The project evolved from a Canadian Hospital Environmental Service Study (CHESS), which found more than half of environmental service managers say don’t have enough staff to clean hospitals to best standards, and less than 40 per cent of hospitals were cleaned sufficiently for infection control purposes.

Sopha says a third of Canadian hospitals that responded to the CHESS survey did conduct frequent cleaning audits of medical surgical rooms, but there was a “lack of knowledge regarding the length of time needed to clean rooms and perform cleaning tasks.”
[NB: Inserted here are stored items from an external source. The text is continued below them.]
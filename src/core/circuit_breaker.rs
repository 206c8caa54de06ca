//! Circuit breaker: per-operation failure tracking with CLOSED/OPEN/HALF_OPEN
//! transitions, plus a process-wide registry keyed by `"<provider>-<operation>"`.

use crate::utils::error::{GatewayError, Result};
use dashmap::DashMap;
use once_cell::sync::Lazy;
use std::fmt;
use std::future::Future;
use std::sync::atomic::{AtomicU32, Ordering};
use std::sync::{Arc, Mutex};
use std::time::{Duration, Instant};
use tracing::{debug, warn};

#[derive(Debug, Clone, Copy, PartialEq, Eq)]
pub enum CircuitState {
    Closed,
    Open,
    HalfOpen,
}

impl fmt::Display for CircuitState {
    fn fmt(&self, f: &mut fmt::Formatter<'_>) -> fmt::Result {
        match self {
            CircuitState::Closed => write!(f, "CLOSED"),
            CircuitState::Open => write!(f, "OPEN"),
            CircuitState::HalfOpen => write!(f, "HALF_OPEN"),
        }
    }
}

#[derive(Debug, Clone)]
pub struct CircuitBreakerConfig {
    pub failure_threshold: u32,
    pub reset_timeout: Duration,
}

impl Default for CircuitBreakerConfig {
    fn default() -> Self {
        Self {
            failure_threshold: 5,
            reset_timeout: Duration::from_millis(30_000),
        }
    }
}

#[derive(Debug, Clone, Default)]
pub struct CircuitBreakerMetrics {
    pub state: Option<CircuitState>,
    pub failures: u32,
    pub successes: u32,
    pub fallback_calls: u32,
    pub last_failure: Option<Instant>,
    pub last_success: Option<Instant>,
}

struct Inner {
    state: Mutex<CircuitState>,
    next_attempt: Mutex<Option<Instant>>,
    last_failure: Mutex<Option<Instant>>,
    last_success: Mutex<Option<Instant>>,
}

/// A named, process-wide breaker wrapping upstream calls for one
/// `<provider>-<operation>` pair.
pub struct CircuitBreaker {
    name: String,
    config: CircuitBreakerConfig,
    inner: Inner,
    failures: AtomicU32,
    successes: AtomicU32,
    fallback_calls: AtomicU32,
}

impl CircuitBreaker {
    pub fn new(name: impl Into<String>, config: CircuitBreakerConfig) -> Self {
        Self {
            name: name.into(),
            config,
            inner: Inner {
                state: Mutex::new(CircuitState::Closed),
                next_attempt: Mutex::new(None),
                last_failure: Mutex::new(None),
                last_success: Mutex::new(None),
            },
            failures: AtomicU32::new(0),
            successes: AtomicU32::new(0),
            fallback_calls: AtomicU32::new(0),
        }
    }

    pub fn name(&self) -> &str {
        &self.name
    }

    pub fn state(&self) -> CircuitState {
        *self.inner.state.lock().unwrap_or_else(|p| p.into_inner())
    }

    pub fn metrics(&self) -> CircuitBreakerMetrics {
        CircuitBreakerMetrics {
            state: Some(self.state()),
            failures: self.failures.load(Ordering::Relaxed),
            successes: self.successes.load(Ordering::Relaxed),
            fallback_calls: self.fallback_calls.load(Ordering::Relaxed),
            last_failure: *self.inner.last_failure.lock().unwrap_or_else(|p| p.into_inner()),
            last_success: *self.inner.last_success.lock().unwrap_or_else(|p| p.into_inner()),
        }
    }

    /// Execute `action` under breaker protection. `fallback`, if provided,
    /// is invoked in place of failing fast while OPEN.
    pub async fn call<F, Fut, T, FB>(&self, action: F, fallback: Option<FB>) -> Result<T>
    where
        F: FnOnce() -> Fut,
        Fut: Future<Output = Result<T>>,
        FB: FnOnce(&GatewayError) -> Result<T>,
    {
        let mut state = *self.inner.state.lock().unwrap_or_else(|p| p.into_inner());

        if state == CircuitState::Open {
            let next_attempt = *self
                .inner
                .next_attempt
                .lock()
                .unwrap_or_else(|p| p.into_inner());
            let ready = next_attempt.map(|t| Instant::now() >= t).unwrap_or(true);
            if ready {
                debug!(breaker = %self.name, "transitioning OPEN -> HALF_OPEN");
                *self.inner.state.lock().unwrap_or_else(|p| p.into_inner()) =
                    CircuitState::HalfOpen;
                state = CircuitState::HalfOpen;
            } else {
                let open_err = GatewayError::CircuitOpen(self.name.clone());
                if let Some(fallback) = fallback {
                    self.fallback_calls.fetch_add(1, Ordering::Relaxed);
                    return fallback(&open_err);
                }
                return Err(open_err);
            }
        }

        match action().await {
            Ok(value) => {
                self.on_success(state);
                Ok(value)
            }
            Err(err) => {
                self.on_failure(state);
                Err(err)
            }
        }
    }

    fn on_success(&self, prior_state: CircuitState) {
        self.successes.fetch_add(1, Ordering::Relaxed);
        *self.inner.last_success.lock().unwrap_or_else(|p| p.into_inner()) = Some(Instant::now());
        if prior_state == CircuitState::HalfOpen {
            debug!(breaker = %self.name, "transitioning HALF_OPEN -> CLOSED");
            *self.inner.state.lock().unwrap_or_else(|p| p.into_inner()) = CircuitState::Closed;
            self.failures.store(0, Ordering::Relaxed);
        }
    }

    fn on_failure(&self, prior_state: CircuitState) {
        let failures = self.failures.fetch_add(1, Ordering::Relaxed) + 1;
        *self.inner.last_failure.lock().unwrap_or_else(|p| p.into_inner()) = Some(Instant::now());

        if prior_state == CircuitState::HalfOpen {
            warn!(breaker = %self.name, "transitioning HALF_OPEN -> OPEN (probe failed)");
            self.open();
            return;
        }

        if failures >= self.config.failure_threshold {
            warn!(breaker = %self.name, failures, "transitioning CLOSED -> OPEN");
            self.open();
        }
    }

    fn open(&self) {
        *self.inner.state.lock().unwrap_or_else(|p| p.into_inner()) = CircuitState::Open;
        *self
            .inner
            .next_attempt
            .lock()
            .unwrap_or_else(|p| p.into_inner()) = Some(Instant::now() + self.config.reset_timeout);
    }

    pub fn reset(&self) {
        *self.inner.state.lock().unwrap_or_else(|p| p.into_inner()) = CircuitState::Closed;
        self.failures.store(0, Ordering::Relaxed);
        self.successes.store(0, Ordering::Relaxed);
        *self
            .inner
            .next_attempt
            .lock()
            .unwrap_or_else(|p| p.into_inner()) = None;
    }
}

/// Process-wide registry of named breakers, keyed by `"<provider>-<operation>"`.
pub struct CircuitBreakerRegistry {
    breakers: DashMap<String, Arc<CircuitBreaker>>,
}

impl CircuitBreakerRegistry {
    fn new() -> Self {
        Self {
            breakers: DashMap::new(),
        }
    }

    pub fn get_or_create(&self, name: &str, config: CircuitBreakerConfig) -> Arc<CircuitBreaker> {
        self.breakers
            .entry(name.to_string())
            .or_insert_with(|| Arc::new(CircuitBreaker::new(name, config)))
            .clone()
    }

    pub fn get(&self, name: &str) -> Option<Arc<CircuitBreaker>> {
        self.breakers.get(name).map(|b| b.clone())
    }

    pub fn names(&self) -> Vec<String> {
        self.breakers.iter().map(|e| e.key().clone()).collect()
    }
}

pub static BREAKERS: Lazy<CircuitBreakerRegistry> = Lazy::new(CircuitBreakerRegistry::new);

#[cfg(test)]
mod tests {
    use super::*;

    fn cfg(threshold: u32, reset_ms: u64) -> CircuitBreakerConfig {
        CircuitBreakerConfig {
            failure_threshold: threshold,
            reset_timeout: Duration::from_millis(reset_ms),
        }
    }

    async fn ok() -> Result<&'static str> {
        Ok("ok")
    }
    async fn fail() -> Result<&'static str> {
        Err(GatewayError::Provider("boom".to_string()))
    }

    fn no_fallback() -> Option<fn(&GatewayError) -> Result<&'static str>> {
        None
    }

    #[tokio::test]
    async fn starts_closed() {
        let cb = CircuitBreaker::new("p-op", cfg(3, 1000));
        assert_eq!(cb.state(), CircuitState::Closed);
    }

    #[tokio::test]
    async fn opens_after_threshold_failures() {
        let cb = CircuitBreaker::new("p-op", cfg(3, 30_000));
        for _ in 0..3 {
            let _ = cb.call(fail, no_fallback()).await;
        }
        assert_eq!(cb.state(), CircuitState::Open);
    }

    #[tokio::test]
    async fn open_rejects_without_invoking_action() {
        let cb = CircuitBreaker::new("p-op", cfg(1, 30_000));
        let _ = cb.call(fail, no_fallback()).await;
        assert_eq!(cb.state(), CircuitState::Open);

        let result = cb.call(ok, no_fallback()).await;
        assert!(matches!(result, Err(GatewayError::CircuitOpen(_))));
    }

    #[tokio::test]
    async fn half_open_success_closes() {
        let cb = CircuitBreaker::new("p-op", cfg(1, 10));
        let _ = cb.call(fail, no_fallback()).await;
        assert_eq!(cb.state(), CircuitState::Open);

        tokio::time::sleep(Duration::from_millis(30)).await;

        let result = cb.call(ok, no_fallback()).await;
        assert!(result.is_ok());
        assert_eq!(cb.state(), CircuitState::Closed);
    }

    #[tokio::test]
    async fn half_open_failure_reopens() {
        let cb = CircuitBreaker::new("p-op", cfg(1, 10));
        let _ = cb.call(fail, no_fallback()).await;
        tokio::time::sleep(Duration::from_millis(30)).await;

        let _ = cb.call(fail, no_fallback()).await;
        assert_eq!(cb.state(), CircuitState::Open);
    }

    #[tokio::test]
    async fn fallback_is_invoked_when_open() {
        let cb = CircuitBreaker::new("p-op", cfg(1, 30_000));
        let _ = cb.call(fail, no_fallback()).await;
        assert_eq!(cb.state(), CircuitState::Open);

        let result = cb
            .call(ok, Some(|_: &GatewayError| -> Result<&'static str> { Ok("fallback") }))
            .await;
        assert_eq!(result.unwrap(), "fallback");
    }

    #[tokio::test]
    async fn action_error_is_propagated_unchanged_not_wrapped() {
        async fn not_found() -> Result<&'static str> {
            Err(GatewayError::NotFound("missing".to_string()))
        }
        let cb = CircuitBreaker::new("p-op", cfg(5, 30_000));
        let result = cb.call(not_found, no_fallback()).await;
        assert!(matches!(result, Err(GatewayError::NotFound(_))));
    }

    #[test]
    fn registry_enumerates_breakers() {
        let registry = CircuitBreakerRegistry::new();
        registry.get_or_create("openai-completion", CircuitBreakerConfig::default());
        registry.get_or_create("anthropic-completion", CircuitBreakerConfig::default());
        let mut names = registry.names();
        names.sort();
        assert_eq!(names, vec!["anthropic-completion", "openai-completion"]);
    }

    #[test]
    fn registry_returns_same_instance() {
        let registry = CircuitBreakerRegistry::new();
        let a = registry.get_or_create("openai-completion", CircuitBreakerConfig::default());
        let b = registry.get_or_create("openai-completion", CircuitBreakerConfig::default());
        assert!(Arc::ptr_eq(&a, &b));
    }
}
Sopha outlined some benchmarks for current hospital cleaning times. The Centre for Disease Control reports 25 to 30 minutes, while Canada’s National Productivity Improvement Program in 1985 reported 14 to 16 minutes. ISSA states 12 to 21 minutes.

“The new time study will determine benchmarks for terminal and daily routine cleaning, he added. “And private and semi-private rooms, with and without isolation precautions.”

The first phase surveyed Canadian hospitals, which resulted in preliminary benchmarks for room cleaning times for different room types, daily and terminal room cleaning, and whether isolation precautions were in place. Findings show routine cleaning for private rooms took 17 min, semi-private took 24 minutes and ward cleaning was 38 minutes.

“The outcome of phase one of the study raised the question, were the reported cleaning times based on cleaning times required, or were the reported cleaning times allotted?”

Sopha said further results will validate the reported cleaning time benchmarks, with on-site observation audits recording each cleaning task and monitoring the flow in which the cleaning tasks take place

“We started a preliminary observation audit process in acute care, long-term care, complex continuing care and mental health facilities,” he said. “Data collected from observations to date indicate inconsistent cleaning practices, the times recorded are less than our survey results, and interruptions during cleaning efforts impact the time and quality of the room cleaning.”